---- Task material
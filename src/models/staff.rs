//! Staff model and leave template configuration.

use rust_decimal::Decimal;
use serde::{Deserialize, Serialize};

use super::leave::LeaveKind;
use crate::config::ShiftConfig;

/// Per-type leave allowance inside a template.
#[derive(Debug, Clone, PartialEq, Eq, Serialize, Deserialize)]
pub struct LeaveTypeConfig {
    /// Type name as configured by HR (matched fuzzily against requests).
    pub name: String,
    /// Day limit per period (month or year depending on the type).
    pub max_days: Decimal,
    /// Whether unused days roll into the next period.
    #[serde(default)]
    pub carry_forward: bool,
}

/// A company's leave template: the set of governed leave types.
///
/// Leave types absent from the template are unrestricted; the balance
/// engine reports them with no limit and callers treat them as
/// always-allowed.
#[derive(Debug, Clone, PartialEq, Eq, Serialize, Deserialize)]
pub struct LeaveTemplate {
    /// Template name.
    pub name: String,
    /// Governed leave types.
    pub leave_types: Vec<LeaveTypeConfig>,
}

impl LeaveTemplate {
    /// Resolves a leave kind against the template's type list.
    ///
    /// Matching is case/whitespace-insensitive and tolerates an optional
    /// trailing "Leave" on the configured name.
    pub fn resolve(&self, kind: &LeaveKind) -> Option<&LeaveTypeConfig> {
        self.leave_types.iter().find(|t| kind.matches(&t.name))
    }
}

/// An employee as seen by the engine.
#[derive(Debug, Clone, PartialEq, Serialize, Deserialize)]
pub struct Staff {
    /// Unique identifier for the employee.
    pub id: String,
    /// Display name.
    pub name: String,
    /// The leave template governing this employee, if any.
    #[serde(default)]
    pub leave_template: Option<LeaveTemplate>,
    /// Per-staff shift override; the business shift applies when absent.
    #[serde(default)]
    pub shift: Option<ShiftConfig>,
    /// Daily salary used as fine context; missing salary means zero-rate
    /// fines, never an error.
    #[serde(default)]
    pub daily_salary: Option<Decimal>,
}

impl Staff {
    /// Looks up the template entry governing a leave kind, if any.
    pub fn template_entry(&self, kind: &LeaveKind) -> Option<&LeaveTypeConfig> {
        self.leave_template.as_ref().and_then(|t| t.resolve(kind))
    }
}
--------
---- Task material
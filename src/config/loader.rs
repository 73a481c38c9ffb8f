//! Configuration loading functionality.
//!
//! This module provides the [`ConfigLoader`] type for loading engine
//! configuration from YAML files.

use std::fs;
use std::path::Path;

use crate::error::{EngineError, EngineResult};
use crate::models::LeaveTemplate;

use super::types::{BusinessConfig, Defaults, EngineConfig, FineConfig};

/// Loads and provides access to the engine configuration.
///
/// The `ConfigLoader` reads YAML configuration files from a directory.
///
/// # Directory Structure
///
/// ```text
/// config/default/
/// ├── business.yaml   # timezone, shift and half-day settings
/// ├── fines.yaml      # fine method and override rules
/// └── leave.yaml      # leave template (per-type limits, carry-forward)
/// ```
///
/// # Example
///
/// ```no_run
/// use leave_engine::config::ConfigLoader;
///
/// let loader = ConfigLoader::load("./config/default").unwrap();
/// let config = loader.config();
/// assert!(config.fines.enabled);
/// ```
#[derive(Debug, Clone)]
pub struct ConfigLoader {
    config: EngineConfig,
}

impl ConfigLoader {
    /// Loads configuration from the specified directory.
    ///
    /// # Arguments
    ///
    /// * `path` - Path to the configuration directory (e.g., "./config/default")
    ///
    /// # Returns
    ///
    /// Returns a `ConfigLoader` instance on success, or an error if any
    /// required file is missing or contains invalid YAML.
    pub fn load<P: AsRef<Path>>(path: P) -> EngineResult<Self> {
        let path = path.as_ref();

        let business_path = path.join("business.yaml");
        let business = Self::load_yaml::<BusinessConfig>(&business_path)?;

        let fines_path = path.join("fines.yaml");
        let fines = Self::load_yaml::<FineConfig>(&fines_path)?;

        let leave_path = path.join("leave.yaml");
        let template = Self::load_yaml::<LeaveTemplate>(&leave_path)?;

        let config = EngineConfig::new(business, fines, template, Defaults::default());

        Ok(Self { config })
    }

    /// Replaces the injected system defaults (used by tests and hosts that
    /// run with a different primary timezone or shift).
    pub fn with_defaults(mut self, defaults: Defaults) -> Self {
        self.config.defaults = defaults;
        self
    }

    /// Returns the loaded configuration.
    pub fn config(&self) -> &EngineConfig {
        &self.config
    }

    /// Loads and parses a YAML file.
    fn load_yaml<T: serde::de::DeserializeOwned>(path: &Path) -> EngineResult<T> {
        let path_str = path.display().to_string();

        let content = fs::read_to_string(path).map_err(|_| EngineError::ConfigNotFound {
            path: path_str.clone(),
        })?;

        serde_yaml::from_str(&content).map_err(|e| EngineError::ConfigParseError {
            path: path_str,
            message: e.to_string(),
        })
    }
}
--------
▶ **Your goal**: From the records above, copy out the line with "filename src/models/staff.rs", the line with "by the engine.", and every line between them, word for word.

▶ **Finished exercise**:
filename src/models/staff.rs
//! Staff model and leave template configuration.

use rust_decimal::Decimal;
use serde::{Deserialize, Serialize};

use super::leave::LeaveKind;
use crate::config::ShiftConfig;

/// Per-type leave allowance inside a template.
#[derive(Debug, Clone, PartialEq, Eq, Serialize, Deserialize)]
pub struct LeaveTypeConfig {
    /// Type name as configured by HR (matched fuzzily against requests).
    pub name: String,
    /// Day limit per period (month or year depending on the type).
    pub max_days: Decimal,
    /// Whether unused days roll into the next period.
    #[serde(default)]
    pub carry_forward: bool,
}

/// A company's leave template: the set of governed leave types.
///
/// Leave types absent from the template are unrestricted; the balance
/// engine reports them with no limit and callers treat them as
/// always-allowed.
#[derive(Debug, Clone, PartialEq, Eq, Serialize, Deserialize)]
pub struct LeaveTemplate {
    /// Template name.
    pub name: String,
    /// Governed leave types.
    pub leave_types: Vec<LeaveTypeConfig>,
}

impl LeaveTemplate {
    /// Resolves a leave kind against the template's type list.
    ///
    /// Matching is case/whitespace-insensitive and tolerates an optional
    /// trailing "Leave" on the configured name.
    pub fn resolve(&self, kind: &LeaveKind) -> Option<&LeaveTypeConfig> {
        self.leave_types.iter().find(|t| kind.matches(&t.name))
    }
}

/// An employee as seen by the engine.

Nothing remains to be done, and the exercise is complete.